Source material:
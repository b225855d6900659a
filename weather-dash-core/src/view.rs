//! Turns a [`WeatherReading`] into the text of each dashboard slot.

use crate::{
    format::format_local_time,
    model::WeatherReading,
    presenter::{AQI_SCALE, Rgb, classify_aqi, classify_uv},
    ui::WeatherUi,
};

/// Everything the results panel shows, already formatted.
#[derive(Debug, Clone, PartialEq)]
pub struct DashboardView {
    pub location_name: String,
    pub location_country: String,
    pub local_time: String,

    pub temp_c: String,
    pub feels_like: String,

    pub condition_text: String,
    pub condition_icon_url: String,

    pub aqi_value: String,
    pub aqi_color: Rgb,
    pub aqi_status: String,
    pub aqi_bar_color: Rgb,
    /// Provider category 0..=6; 0 when no air-quality data was sent.
    pub aqi_level: u8,

    pub humidity: String,
    pub wind_kph: String,
    pub wind_dir: String,
    pub pressure_mb: String,
    pub vis_km: String,
    pub dewpoint_c: String,

    pub uv_index: String,
    pub uv_status: String,
    pub uv_color: Rgb,
}

impl DashboardView {
    pub fn from_reading(reading: &WeatherReading) -> Self {
        let aqi_level = reading.air_quality_index.unwrap_or(0);
        let aqi = classify_aqi(f64::from(aqi_level) * AQI_SCALE);
        let uv = classify_uv(reading.uv_index);

        let (aqi_value, aqi_status) = match reading.air_quality_index {
            Some(index) => (index.to_string(), aqi.label.to_string()),
            None => ("N/A".to_string(), "Data N/A".to_string()),
        };

        Self {
            location_name: reading.location_name.clone(),
            location_country: reading.country.clone(),
            local_time: format_local_time(&reading.local_time_raw),

            temp_c: round_half_up(reading.temp_c).to_string(),
            feels_like: format!("Feels like: {}°C", round_half_up(reading.feels_like_c)),

            condition_text: reading.condition_text.clone(),
            condition_icon_url: secure_icon_url(&reading.condition_icon_url),

            aqi_value,
            aqi_color: aqi.color,
            aqi_status,
            aqi_bar_color: aqi.bar_color,
            aqi_level,

            humidity: format!("{}%", reading.humidity_pct),
            wind_kph: format!("{} kph", round_half_up(reading.wind_kph)),
            wind_dir: reading.wind_dir.clone(),
            pressure_mb: format!("{} mb", round_half_up(reading.pressure_mb)),
            vis_km: format!("{} km", reading.vis_km),
            dewpoint_c: format!("{}°C", round_half_up(reading.dewpoint_c)),

            uv_index: format!("{:.1}", reading.uv_index),
            uv_status: uv.label.to_string(),
            uv_color: uv.color,
        }
    }
}

/// Write `reading` into the results panel and reveal it.
pub fn render<U: WeatherUi + ?Sized>(reading: &WeatherReading, ui: &mut U) {
    let view = DashboardView::from_reading(reading);
    ui.show_results(&view);
}

/// Provider icons come back protocol-relative (`//cdn...`) or as `http:`.
pub fn secure_icon_url(raw: &str) -> String {
    let rest = raw
        .strip_prefix("https:")
        .or_else(|| raw.strip_prefix("http:"))
        .unwrap_or(raw);

    format!("https:{rest}")
}

/// Nearest integer, halves rounded towards +∞ (-2.5 → -2).
fn round_half_up(value: f64) -> i64 {
    (value + 0.5).floor() as i64
}

#[cfg(test)]
mod tests {
    use super::*;
    use crate::model::fixtures;

    fn reading(body: &str) -> WeatherReading {
        WeatherReading::from_json(body).expect("fixture must decode")
    }

    #[test]
    fn view_rounds_and_formats_slots() {
        let view = DashboardView::from_reading(&reading(fixtures::LONDON));

        assert_eq!(view.location_name, "London");
        assert_eq!(view.location_country, "United Kingdom");
        assert_eq!(view.local_time, "Sunday, October 5, 2025 at 06:45 AM");
        assert_eq!(view.temp_c, "12");
        assert_eq!(view.feels_like, "Feels like: 9°C");
        assert_eq!(view.humidity, "82%");
        assert_eq!(view.wind_kph, "15 kph");
        assert_eq!(view.pressure_mb, "1019 mb");
        assert_eq!(view.vis_km, "10 km");
        assert_eq!(view.dewpoint_c, "9°C");
        assert_eq!(view.uv_index, "0.3");
        assert_eq!(view.uv_status, "Low");
    }

    #[test]
    fn view_shows_raw_aqi_category_with_label() {
        let view = DashboardView::from_reading(&reading(fixtures::LONDON));

        assert_eq!(view.aqi_value, "1");
        assert_eq!(view.aqi_status, "Good");
        assert_eq!(view.aqi_level, 1);
    }

    #[test]
    fn missing_air_quality_renders_placeholders() {
        let view = DashboardView::from_reading(&reading(fixtures::LONDON_NO_AQI));

        assert_eq!(view.aqi_value, "N/A");
        assert_eq!(view.aqi_status, "Data N/A");
        assert_eq!(view.aqi_level, 0);
        assert_eq!(view.aqi_bar_color.hex(), "#009966");
        assert_eq!(view.vis_km, "6.5 km");
        assert_eq!(view.uv_index, "4.0");
        assert_eq!(view.uv_status, "Moderate");
    }

    #[test]
    fn icon_urls_become_https() {
        assert_eq!(
            secure_icon_url("//cdn.weatherapi.com/weather/64x64/day/116.png"),
            "https://cdn.weatherapi.com/weather/64x64/day/116.png"
        );
        assert_eq!(
            secure_icon_url("http://cdn.weatherapi.com/a.png"),
            "https://cdn.weatherapi.com/a.png"
        );
        assert_eq!(
            secure_icon_url("https://cdn.weatherapi.com/a.png"),
            "https://cdn.weatherapi.com/a.png"
        );
    }

    #[test]
    fn rounding_matches_half_up() {
        assert_eq!(round_half_up(2.5), 3);
        assert_eq!(round_half_up(-2.5), -2);
        assert_eq!(round_half_up(-0.4), 0);
        assert_eq!(round_half_up(-0.6), -1);
    }
}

Task objective: Every line of the material above must be duplicated exactly.

Response to this task:
repository b225855d6900659a
filename weather-dash-core/src/view.rs
//! Turns a [`WeatherReading`] into the text of each dashboard slot.

use crate::{
    format::format_local_time,
    model::WeatherReading,
    presenter::{AQI_SCALE, Rgb, classify_aqi, classify_uv},
    ui::WeatherUi,
};

/// Everything the results panel shows, already formatted.
#[derive(Debug, Clone, PartialEq)]
pub struct DashboardView {
    pub location_name: String,
    pub location_country: String,
    pub local_time: String,

    pub temp_c: String,
    pub feels_like: String,

    pub condition_text: String,
    pub condition_icon_url: String,

    pub aqi_value: String,
    pub aqi_color: Rgb,
    pub aqi_status: String,
    pub aqi_bar_color: Rgb,
    /// Provider category 0..=6; 0 when no air-quality data was sent.
    pub aqi_level: u8,

    pub humidity: String,
    pub wind_kph: String,
    pub wind_dir: String,
    pub pressure_mb: String,
    pub vis_km: String,
    pub dewpoint_c: String,

    pub uv_index: String,
    pub uv_status: String,
    pub uv_color: Rgb,
}

impl DashboardView {
    pub fn from_reading(reading: &WeatherReading) -> Self {
        let aqi_level = reading.air_quality_index.unwrap_or(0);
        let aqi = classify_aqi(f64::from(aqi_level) * AQI_SCALE);
        let uv = classify_uv(reading.uv_index);

        let (aqi_value, aqi_status) = match reading.air_quality_index {
            Some(index) => (index.to_string(), aqi.label.to_string()),
            None => ("N/A".to_string(), "Data N/A".to_string()),
        };

        Self {
            location_name: reading.location_name.clone(),
            location_country: reading.country.clone(),
            local_time: format_local_time(&reading.local_time_raw),

            temp_c: round_half_up(reading.temp_c).to_string(),
            feels_like: format!("Feels like: {}°C", round_half_up(reading.feels_like_c)),

            condition_text: reading.condition_text.clone(),
            condition_icon_url: secure_icon_url(&reading.condition_icon_url),

            aqi_value,
            aqi_color: aqi.color,
            aqi_status,
            aqi_bar_color: aqi.bar_color,
            aqi_level,

            humidity: format!("{}%", reading.humidity_pct),
            wind_kph: format!("{} kph", round_half_up(reading.wind_kph)),
            wind_dir: reading.wind_dir.clone(),
            pressure_mb: format!("{} mb", round_half_up(reading.pressure_mb)),
            vis_km: format!("{} km", reading.vis_km),
            dewpoint_c: format!("{}°C", round_half_up(reading.dewpoint_c)),

            uv_index: format!("{:.1}", reading.uv_index),
            uv_status: uv.label.to_string(),
            uv_color: uv.color,
        }
    }
}

/// Write `reading` into the results panel and reveal it.
pub fn render<U: WeatherUi + ?Sized>(reading: &WeatherReading, ui: &mut U) {
    let view = DashboardView::from_reading(reading);
    ui.show_results(&view);
}

/// Provider icons come back protocol-relative (`//cdn...`) or as `http:`.
pub fn secure_icon_url(raw: &str) -> String {
    let rest = raw
        .strip_prefix("https:")
        .or_else(|| raw.strip_prefix("http:"))
        .unwrap_or(raw);

    format!("https:{rest}")
}

/// Nearest integer, halves rounded towards +∞ (-2.5 → -2).
fn round_half_up(value: f64) -> i64 {
    (value + 0.5).floor() as i64
}

#[cfg(test)]
mod tests {
    use super::*;
    use crate::model::fixtures;

    fn reading(body: &str) -> WeatherReading {
        WeatherReading::from_json(body).expect("fixture must decode")
    }

    #[test]
    fn view_rounds_and_formats_slots() {
        let view = DashboardView::from_reading(&reading(fixtures::LONDON));

        assert_eq!(view.location_name, "London");
        assert_eq!(view.location_country, "United Kingdom");
        assert_eq!(view.local_time, "Sunday, October 5, 2025 at 06:45 AM");
        assert_eq!(view.temp_c, "12");
        assert_eq!(view.feels_like, "Feels like: 9°C");
        assert_eq!(view.humidity, "82%");
        assert_eq!(view.wind_kph, "15 kph");
        assert_eq!(view.pressure_mb, "1019 mb");
        assert_eq!(view.vis_km, "10 km");
        assert_eq!(view.dewpoint_c, "9°C");
        assert_eq!(view.uv_index, "0.3");
        assert_eq!(view.uv_status, "Low");
    }

    #[test]
    fn view_shows_raw_aqi_category_with_label() {
        let view = DashboardView::from_reading(&reading(fixtures::LONDON));

        assert_eq!(view.aqi_value, "1");
        assert_eq!(view.aqi_status, "Good");
        assert_eq!(view.aqi_level, 1);
    }

    #[test]
    fn missing_air_quality_renders_placeholders() {
        let view = DashboardView::from_reading(&reading(fixtures::LONDON_NO_AQI));

        assert_eq!(view.aqi_value, "N/A");
        assert_eq!(view.aqi_status, "Data N/A");
        assert_eq!(view.aqi_level, 0);
        assert_eq!(view.aqi_bar_color.hex(), "#009966");
        assert_eq!(view.vis_km, "6.5 km");
        assert_eq!(view.uv_index, "4.0");
        assert_eq!(view.uv_status, "Moderate");
    }

    #[test]
    fn icon_urls_become_https() {
        assert_eq!(
            secure_icon_url("//cdn.weatherapi.com/weather/64x64/day/116.png"),
            "https://cdn.weatherapi.com/weather/64x64/day/116.png"
        );
        assert_eq!(
            secure_icon_url("http://cdn.weatherapi.com/a.png"),
            "https://cdn.weatherapi.com/a.png"
        );
        assert_eq!(
            secure_icon_url("https://cdn.weatherapi.com/a.png"),
            "https://cdn.weatherapi.com/a.png"
        );
    }

    #[test]
    fn rounding_matches_half_up() {
        assert_eq!(round_half_up(2.5), 3);
        assert_eq!(round_half_up(-2.5), -2);
        assert_eq!(round_half_up(-0.4), 0);
        assert_eq!(round_half_up(-0.6), -1);
    }
}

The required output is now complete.